TASK ->
Among the lines below, count those with "once". Give only the number.

RECORDS FOR PROCESSING ->
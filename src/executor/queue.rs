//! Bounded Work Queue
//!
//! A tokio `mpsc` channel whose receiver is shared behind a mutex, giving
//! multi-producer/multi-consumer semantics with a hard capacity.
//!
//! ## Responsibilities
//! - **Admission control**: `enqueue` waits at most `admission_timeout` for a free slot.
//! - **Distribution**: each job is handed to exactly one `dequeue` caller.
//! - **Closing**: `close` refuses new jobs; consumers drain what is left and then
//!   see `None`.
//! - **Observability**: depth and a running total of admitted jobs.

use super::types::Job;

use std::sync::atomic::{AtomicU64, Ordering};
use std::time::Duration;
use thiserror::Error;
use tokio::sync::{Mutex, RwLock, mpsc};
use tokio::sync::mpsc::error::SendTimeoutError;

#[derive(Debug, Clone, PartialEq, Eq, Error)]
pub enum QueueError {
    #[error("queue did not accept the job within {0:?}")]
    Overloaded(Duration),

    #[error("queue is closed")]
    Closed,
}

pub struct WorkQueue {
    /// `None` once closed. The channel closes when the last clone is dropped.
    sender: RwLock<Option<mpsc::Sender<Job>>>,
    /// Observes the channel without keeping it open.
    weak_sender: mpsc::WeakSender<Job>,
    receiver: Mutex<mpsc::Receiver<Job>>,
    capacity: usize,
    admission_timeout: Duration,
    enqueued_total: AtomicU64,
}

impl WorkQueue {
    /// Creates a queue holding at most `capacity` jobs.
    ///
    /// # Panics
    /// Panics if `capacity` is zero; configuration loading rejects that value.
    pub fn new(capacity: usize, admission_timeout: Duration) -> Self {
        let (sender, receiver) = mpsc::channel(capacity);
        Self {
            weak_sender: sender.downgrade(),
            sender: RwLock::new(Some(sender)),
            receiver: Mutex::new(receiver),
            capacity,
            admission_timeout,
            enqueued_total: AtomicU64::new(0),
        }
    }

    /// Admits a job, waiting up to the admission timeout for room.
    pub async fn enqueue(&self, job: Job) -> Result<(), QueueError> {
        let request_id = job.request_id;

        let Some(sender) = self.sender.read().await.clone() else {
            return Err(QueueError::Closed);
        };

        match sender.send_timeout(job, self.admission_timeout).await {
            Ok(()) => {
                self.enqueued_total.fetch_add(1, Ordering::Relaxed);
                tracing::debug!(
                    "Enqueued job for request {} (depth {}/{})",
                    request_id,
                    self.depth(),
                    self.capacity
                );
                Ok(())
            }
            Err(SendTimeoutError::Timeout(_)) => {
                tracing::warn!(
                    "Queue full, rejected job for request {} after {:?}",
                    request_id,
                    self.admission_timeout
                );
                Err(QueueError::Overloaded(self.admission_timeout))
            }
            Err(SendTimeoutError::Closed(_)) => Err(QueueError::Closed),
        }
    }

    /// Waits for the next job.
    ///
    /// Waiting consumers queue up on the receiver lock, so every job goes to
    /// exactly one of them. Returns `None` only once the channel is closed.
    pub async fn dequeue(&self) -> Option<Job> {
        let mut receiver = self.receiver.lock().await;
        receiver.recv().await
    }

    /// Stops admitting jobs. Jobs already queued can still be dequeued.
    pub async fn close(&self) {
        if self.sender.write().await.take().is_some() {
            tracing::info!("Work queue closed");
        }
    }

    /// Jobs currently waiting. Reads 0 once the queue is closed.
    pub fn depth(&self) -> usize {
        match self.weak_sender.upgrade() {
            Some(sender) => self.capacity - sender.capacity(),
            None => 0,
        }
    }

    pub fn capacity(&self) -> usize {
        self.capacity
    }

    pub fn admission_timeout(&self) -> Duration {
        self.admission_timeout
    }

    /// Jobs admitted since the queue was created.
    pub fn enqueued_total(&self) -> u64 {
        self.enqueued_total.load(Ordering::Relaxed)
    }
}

SOLUTION TO THIS PROBLEM ->
3